- [YOUR INSTRUCTIONS]
Within the entries below, every line containing "across" is to be copied.

══ DATA RECORDS ══

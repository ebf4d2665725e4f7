//! The weak-form integrand contract.
use crate::dof::DofStore;
use crate::element::WeakFormCell;
use crate::field::{TimeStep, UnknownSource};
use crate::variable::Variable;
use crate::Real;
use nalgebra::allocator::Allocator;
use nalgebra::{DMatrixViewMut, DVectorViewMut, DefaultAllocator, DimName, OPoint};
use std::sync::Arc;

/// Explicit handle to the state a term evaluation reads: the dof store and
/// the source of current unknown values. Passed into every evaluation so the
/// engine stays reentrant under concurrent assembly.
#[derive(Copy, Clone)]
pub struct EvalContext<'a, T: Real> {
    pub dofs: &'a DofStore<T>,
    pub source: &'a dyn UnknownSource<T>,
}

impl<'a, T: Real> EvalContext<'a, T> {
    pub fn new(dofs: &'a DofStore<T>, source: &'a dyn UnknownSource<T>) -> Self {
        Self { dofs, source }
    }
}

/// A weak-form term, evaluated per integration point.
///
/// Implementations are shared across all elements using the same physics and
/// must hold no per-call mutable state: any working storage belongs to the
/// caller. The engine depends only on this contract and never inspects the
/// concrete term.
pub trait Term<T, D>: Send + Sync
where
    T: Real,
    D: DimName,
    DefaultAllocator: Allocator<T, D>,
{
    /// The unknown (trial) field of the term.
    fn trial_variable(&self) -> &Arc<Variable>;

    /// The test field of the term.
    fn test_variable(&self) -> &Arc<Variable>;

    /// Shape of the local Jacobian block the engine must allocate before
    /// integration: rows span the test-side dofs on the cell, columns the
    /// trial-side dofs.
    fn dimensions_dw(&self, cell: &dyn WeakFormCell<T, D>) -> (usize, usize) {
        let rows = cell.variable_nodes(self.test_variable()).len() * self.test_variable().size();
        let cols = cell.variable_nodes(self.trial_variable()).len() * self.trial_variable().size();
        (rows, cols)
    }

    /// One-shot per-element setup, invoked by the engine before every
    /// integration-point loop. Must not retain per-element state.
    fn initialize_cell(&self, _cell: &dyn WeakFormCell<T, D>) -> eyre::Result<()> {
        Ok(())
    }

    /// Local Jacobian contribution at one integration point. `output` is
    /// zeroed by the engine and sized per [`Term::dimensions_dw`].
    fn evaluate_dw(
        &self,
        output: DMatrixViewMut<'_, T>,
        cell: &dyn WeakFormCell<T, D>,
        context: &EvalContext<'_, T>,
        point: &OPoint<T, D>,
        step: &TimeStep<T>,
    ) -> eyre::Result<()>;

    /// Local residual/flux contribution at one integration point. `output`
    /// is zeroed by the engine, with one entry per test-side dof.
    fn evaluate_c(
        &self,
        output: DVectorViewMut<'_, T>,
        cell: &dyn WeakFormCell<T, D>,
        context: &EvalContext<'_, T>,
        point: &OPoint<T, D>,
        step: &TimeStep<T>,
    ) -> eyre::Result<()>;
}
//! Field descriptors for weak forms.
//!
//! A [`Variable`] describes an unknown field (or its paired test field): the
//! physical quantity, whether it is scalar- or vector-valued, its size and
//! the dof-id mask it occupies at each node. A test (dual) variable shares
//! the primal's dof-id mask but never carries stored unknowns of its own.
use crate::dof::DofId;
use std::fmt;
use std::sync::Arc;

/// Whether a field is scalar- or vector-valued.
#[derive(Debug, Copy, Clone, PartialEq, Eq)]
pub enum Valence {
    Scalar,
    Vector,
}

/// Physical quantity a variable represents.
#[derive(Debug, Copy, Clone, PartialEq, Eq)]
pub enum Quantity {
    Displacement,
    Temperature,
    Pressure,
    MoistureContent,
}

/// Interpolation collaborator: decides which of a cell's incident nodes carry
/// dofs for a variable (e.g. only the corner nodes of a quadratic cell for a
/// linearly interpolated field). Shape-function data surfaces on the cell
/// through [`crate::element::WeakFormCell`].
pub trait Interpolation: fmt::Debug + Send + Sync {
    /// Dof-carrying nodes for this interpolation, given the cell's full
    /// incident node list.
    fn cell_nodes(&self, cell_nodes: &[usize]) -> Vec<usize>;
}

/// Interpolation over every incident node of the cell.
#[derive(Debug, Copy, Clone, Default)]
pub struct FullInterpolation;

impl Interpolation for FullInterpolation {
    fn cell_nodes(&self, cell_nodes: &[usize]) -> Vec<usize> {
        cell_nodes.to_vec()
    }
}

/// Descriptor of an unknown or test field in a weak form.
#[derive(Debug, Clone)]
pub struct Variable {
    quantity: Quantity,
    valence: Valence,
    dof_ids: Vec<DofId>,
    interpolation: Arc<dyn Interpolation>,
    dual_of: Option<Arc<Variable>>,
}

impl Variable {
    /// A primal (unknown-carrying) variable. The size of the variable is the
    /// length of its dof-id mask.
    ///
    /// # Panics
    ///
    /// Panics if the dof-id mask is empty, or if a scalar variable is given
    /// more than one dof id.
    pub fn new(
        interpolation: Arc<dyn Interpolation>,
        quantity: Quantity,
        valence: Valence,
        dof_ids: Vec<DofId>,
    ) -> Self {
        assert!(!dof_ids.is_empty(), "variable needs at least one dof id");
        if valence == Valence::Scalar {
            assert_eq!(dof_ids.len(), 1, "scalar variable must have exactly one dof id");
        }
        Self {
            quantity,
            valence,
            dof_ids,
            interpolation,
            dual_of: None,
        }
    }

    /// The test (dual) variable paired with a primal variable. It shares the
    /// primal's interpolation and dof-id mask; the relation is read-only and
    /// the dual never owns stored unknowns.
    pub fn dual(primal: &Arc<Variable>) -> Self {
        Self {
            quantity: primal.quantity,
            valence: primal.valence,
            dof_ids: primal.dof_ids.clone(),
            interpolation: Arc::clone(&primal.interpolation),
            dual_of: Some(Arc::clone(primal)),
        }
    }

    pub fn quantity(&self) -> Quantity {
        self.quantity
    }

    pub fn valence(&self) -> Valence {
        self.valence
    }

    /// Number of scalar dofs the variable occupies per node.
    pub fn size(&self) -> usize {
        self.dof_ids.len()
    }

    /// Dof-id mask the variable occupies at each of its nodes.
    pub fn dof_ids(&self) -> &[DofId] {
        &self.dof_ids
    }

    pub fn interpolation(&self) -> &Arc<dyn Interpolation> {
        &self.interpolation
    }

    pub fn is_dual(&self) -> bool {
        self.dual_of.is_some()
    }

    /// The primal variable this one is the test field of, if any.
    pub fn primal(&self) -> Option<&Arc<Variable>> {
        self.dual_of.as_ref()
    }
}
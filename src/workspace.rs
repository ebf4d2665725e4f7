//! Type-erased scratch workspaces.
//!
//! Terms and cells are shared across elements and hold no per-call mutable
//! state; all working storage during an assembly sweep lives in per-thread
//! workspaces accessed through [`with_thread_local_workspace`].
use std::any::Any;
use std::cell::RefCell;
use std::thread::LocalKey;

/// A workspace holding type-erased scratch objects.
///
/// Optimized for the common case of the same type being requested many times
/// in a row: the most recently used entry is kept at the end of the storage.
#[derive(Debug, Default)]
pub struct Workspace {
    entries: Vec<Box<dyn Any>>,
}

impl Workspace {
    pub fn get_or_insert_with<W, F>(&mut self, create: F) -> &mut W
    where
        W: 'static,
        F: FnOnce() -> W,
    {
        let index = match self.entries.iter().rposition(|entry| entry.is::<W>()) {
            Some(index) => index,
            None => {
                self.entries.push(Box::new(create()));
                self.entries.len() - 1
            }
        };
        let last = self.entries.len() - 1;
        self.entries.swap(index, last);
        self.entries[last]
            .downcast_mut()
            .expect("entry at `last` has type W by construction")
    }

    pub fn get_or_default<W>(&mut self) -> &mut W
    where
        W: 'static + Default,
    {
        self.get_or_insert_with(Default::default)
    }
}

/// Defines a thread-local [`Workspace`] for use with
/// [`with_thread_local_workspace`].
#[macro_export]
macro_rules! define_thread_local_workspace {
    ($name:ident) => {
        thread_local! {
            static $name: ::std::cell::RefCell<$crate::workspace::Workspace> =
                ::std::cell::RefCell::new(Default::default());
        }
    };
}

/// Runs the closure with the given thread-local workspace's instance of `W`,
/// default-constructing it on first access from this thread.
pub fn with_thread_local_workspace<W, O>(
    workspace: &'static LocalKey<RefCell<Workspace>>,
    f: impl FnOnce(&mut W) -> O,
) -> O
where
    W: 'static + Default,
{
    workspace.with(|ws| f(ws.borrow_mut().get_or_default()))
}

═══

- [EXERCISE RESPONSE]
/// Implementations are shared across all elements using the same physics and
//! Terms and cells are shared across elements and hold no per-call mutable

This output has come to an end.